Analysis of Cardiac Defects in the Context of Spinal Muscular Atrophy

Spinal muscular atrophy (SMA) is an autosomal recessive disorder and a leading genetic cause of infantile death. SMA is caused by reduced levels of the Survival Motor Neuron (SMN) protein, resulting in the loss of functional motor neurons. A growing number of congenital heart defects have been identified in infants with the most severe form of SMA (accounts for more than 60% of SMA cases). Recently, we have uncovered cardiac defects occurring at embryonic stage in a severe SMA mouse model and shortly after birth in a less severe model, demonstrating that cardiac defects precede motor neuron degeneration. We investigated the relationship between the level of SMN deficiency and the extent of cardiac structural/functional abnormalities in three SMA animal models ranging in severity.

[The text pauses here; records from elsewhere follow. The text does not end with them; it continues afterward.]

#[cfg(test)]
mod tests {
    use super::*;
    use crate::remote::mock::{MockExecutor, MockFailure};
    use crate::remote::Credentials;
    use tempfile::TempDir;

    const TRAILER_SCRIPT: &str = "printf 'token stream\\nAvg Generation Time: 100.00 ms\\n\
        Avg Inference Time:  60.00 ms\\nAvg Transfer Time:   40.00 ms\\n'";

    fn hosts(addresses: &[&str]) -> Vec<HostEndpoint> {
        let creds = Credentials::Password {
            username: "root".to_string(),
            password: "123".to_string(),
        };
        addresses
            .iter()
            .map(|a| HostEndpoint::new(*a, 22, creds.clone()))
            .collect()
    }

    fn master(script: &str) -> CommandSpec {
        CommandSpec::new("sh").args(["-c", script])
    }

    fn worker() -> CommandSpec {
        CommandSpec::new("/root/distributed-llama/main").args(["worker", "--port", "9998"])
    }

    fn runner(executor: &MockExecutor, dir: &TempDir) -> TrialRunner {
        TrialRunner::new(Arc::new(executor.clone()), OutputLogger::new(dir.path()))
            .with_settle_delay(Duration::ZERO)
    }

    #[test]
    fn test_trial_id_encoding() {
        assert_eq!(TrialId::WarmUp.as_i64(), -1);
        assert_eq!(TrialId::Measured(3).as_i64(), 3);
        assert_eq!(TrialId::WarmUp.to_string(), "-1");
        assert_eq!(TrialId::Measured(2).label(), "Test 2");
        assert!(TrialId::WarmUp.persisted_number().is_none());
    }

    #[tokio::test]
    async fn test_local_only_trial() {
        let dir = TempDir::new().unwrap();
        let executor = MockExecutor::new();
        let runner = runner(&executor, &dir);

        let output = runner
            .run_trial(&[], &worker(), &master(TRAILER_SCRIPT), TrialId::Measured(0))
            .await
            .unwrap();

        assert_eq!(executor.call_count(), 0);
        assert!(output.workers.is_empty());
        assert_eq!(output.master.exit_code, Some(0));
        assert!(output.master.text.contains("Avg Transfer Time:   40.00 ms"));

        let log = std::fs::read_to_string(dir.path().join("master.log")).unwrap();
        assert!(log.starts_with("Trial 0\ntoken stream\n"));
    }

    #[tokio::test]
    async fn test_auth_failure_does_not_fail_trial() {
        let dir = TempDir::new().unwrap();
        let executor = MockExecutor::new();
        executor.set_output("10.0.0.1", b"worker 1 done".to_vec());
        executor.set_failure("10.0.0.2", MockFailure::Authentication);
        executor.set_output("10.0.0.3", b"worker 3 done".to_vec());
        let runner = runner(&executor, &dir);

        let output = runner
            .run_trial(
                &hosts(&["10.0.0.1", "10.0.0.2", "10.0.0.3"]),
                &worker(),
                &master(TRAILER_SCRIPT),
                TrialId::Measured(0),
            )
            .await
            .unwrap();

        assert_eq!(output.workers.len(), 3);
        let failed: Vec<_> = output.failed_workers().collect();
        assert_eq!(failed.len(), 1);
        assert_eq!(failed[0].source, "10.0.0.2");
        assert!(failed[0].error.as_deref().unwrap().contains("authentication"));

        let logger = runner.logger();
        assert!(!logger.worker_log_path("10.0.0.2").exists());
        let log1 = std::fs::read_to_string(logger.worker_log_path("10.0.0.1")).unwrap();
        assert_eq!(log1, "Trial 0\nworker 1 done\n\n");
        assert!(logger.worker_log_path("10.0.0.3").exists());
        assert!(logger.master_log_path().exists());
    }

    #[tokio::test]
    async fn test_workers_dispatched_concurrently_and_joined() {
        let dir = TempDir::new().unwrap();
        let executor = MockExecutor::new();
        executor.set_delay(Duration::from_millis(300));
        let runner = runner(&executor, &dir);

        let output = runner
            .run_trial(
                &hosts(&["a", "b", "c"]),
                &worker(),
                &master("true"),
                TrialId::Measured(0),
            )
            .await
            .unwrap();

        // Joined: every dispatch reported before run_trial returned.
        assert_eq!(output.workers.len(), 3);
        assert!(output.workers.iter().all(|w| w.success));
        assert_eq!(executor.peak_concurrency(), 3);

        let calls = executor.calls();
        assert!(calls.iter().all(|c| c.command.contains("worker --port 9998")));
    }

    #[tokio::test]
    async fn test_settle_delay_precedes_master() {
        let dir = TempDir::new().unwrap();
        let executor = MockExecutor::new();
        let runner = TrialRunner::new(Arc::new(executor.clone()), OutputLogger::new(dir.path()))
            .with_settle_delay(Duration::from_millis(200));

        let started = Instant::now();
        runner
            .run_trial(&hosts(&["a"]), &worker(), &master("true"), TrialId::Measured(0))
            .await
            .unwrap();
        assert!(started.elapsed() >= Duration::from_millis(200));

        // No hosts: no delay.
        let started = Instant::now();
        runner
            .run_trial(&[], &worker(), &master("true"), TrialId::Measured(1))
            .await
            .unwrap();
        assert!(started.elapsed() < Duration::from_millis(200));
    }

    #[tokio::test]
    async fn test_warm_up_writes_nothing() {
        let dir = TempDir::new().unwrap();
        let executor = MockExecutor::new();
        executor.set_output("a", b"warm worker".to_vec());
        let runner = runner(&executor, &dir);

        let output = runner
            .run_trial(&hosts(&["a"]), &worker(), &master(TRAILER_SCRIPT), TrialId::WarmUp)
            .await
            .unwrap();

        assert!(output.master.text.contains("Avg Generation Time"));
        assert_eq!(std::fs::read_dir(dir.path()).unwrap().count(), 0);
    }

    #[tokio::test]
    async fn test_master_timeout_kills_master() {
        let dir = TempDir::new().unwrap();
        let executor = MockExecutor::new();
        let runner = runner(&executor, &dir).with_master_timeout(Some(Duration::from_millis(200)));

        let started = Instant::now();
        let err = runner
            .run_trial(&[], &worker(), &master("sleep 5"), TrialId::Measured(0))
            .await
            .unwrap_err();

        assert!(matches!(err, TrialError::Timeout(_)));
        assert!(!err.is_fatal());
        assert!(started.elapsed() < Duration::from_secs(4));
    }

    #[tokio::test]
    async fn test_timed_out_trials_do_not_overlap() {
        let dir = TempDir::new().unwrap();
        let executor = MockExecutor::new();
        executor.set_output("a", b"worker a".to_vec());
        executor.set_delay(Duration::from_millis(600));
        let runner = runner(&executor, &dir).with_master_timeout(Some(Duration::from_millis(200)));
        let hosts = hosts(&["a"]);

        for n in 0..2 {
            let started = Instant::now();
            let err = runner
                .run_trial(&hosts, &worker(), &master("sleep 5"), TrialId::Measured(n))
                .await
                .unwrap_err();
            assert!(matches!(err, TrialError::Timeout(_)));
            // The worker session outlives the master and is still waited for.
            assert!(started.elapsed() >= Duration::from_millis(600));
        }

        assert_eq!(executor.call_count(), 2);
        assert_eq!(executor.peak_concurrency(), 1);

        let log = std::fs::read_to_string(runner.logger().worker_log_path("a")).unwrap();
        assert_eq!(log, "Trial 0\nworker a\n\nTrial 1\nworker a\n\n");
        assert!(!runner.logger().master_log_path().exists());
    }

    #[tokio::test]
    async fn test_slow_worker_joined_after_master_exits() {
        let dir = TempDir::new().unwrap();
        let executor = MockExecutor::new();
        executor.set_delay(Duration::from_millis(500));
        let runner = runner(&executor, &dir).with_master_timeout(Some(Duration::from_millis(200)));
        let hosts = hosts(&["a"]);

        for n in 0..2 {
            let output = runner
                .run_trial(&hosts, &worker(), &master("true"), TrialId::Measured(n))
                .await
                .unwrap();
            assert_eq!(output.workers.len(), 1);
            assert!(output.workers[0].success);
        }
        assert_eq!(executor.peak_concurrency(), 1);
    }

    #[tokio::test]
    async fn test_closed_session_has_its_own_reason() {
        let dir = TempDir::new().unwrap();
        let executor = MockExecutor::new();
        executor.set_failure("a", MockFailure::SessionTimeout);
        let runner = runner(&executor, &dir);

        let output = runner
            .run_trial(&hosts(&["a"]), &worker(), &master("true"), TrialId::Measured(0))
            .await
            .unwrap();

        let error = output.workers[0].error.as_deref().unwrap();
        assert!(error.contains("session closed"));
        assert!(!runner.logger().worker_log_path("a").exists());
    }

    #[tokio::test]
    async fn test_missing_master_binary_is_fatal() {
        let dir = TempDir::new().unwrap();
        let executor = MockExecutor::new();
        let runner = runner(&executor, &dir);

        let err = runner
            .run_trial(
                &[],
                &worker(),
                &CommandSpec::new("/nonexistent/dllama-master"),
                TrialId::Measured(0),
            )
            .await
            .unwrap_err();

        assert!(matches!(err, TrialError::Spawn { .. }));
        assert!(err.is_fatal());
    }

    #[tokio::test]
    async fn test_non_zero_master_exit_still_returns_output() {
        let dir = TempDir::new().unwrap();
        let executor = MockExecutor::new();
        let runner = runner(&executor, &dir);

        let output = runner
            .run_trial(&[], &worker(), &master("echo partial; exit 3"), TrialId::Measured(0))
            .await
            .unwrap();
        assert_eq!(output.master.exit_code, Some(3));
        assert_eq!(output.master.text, "partial\n");
    }
}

Our results indicate that the intensity and timing of the cardiac abnormalities directly correlate with the severity of the SMA phenotype. We have also examined the impact of gene replacement therapy in repairing cardiac deficiencies. Structural and functional ( cine ‐MRI) analysis revealed that the heart of the treated SMA mice, albeit more improved than untreated mice, still exhibit morphological and functional defects. Treated mice demonstrate complete rescue of motor function which suggests that the onset of heart defects are earlier than the motor neuron defects and therefore, cannot be completely restored with post‐birth treatment.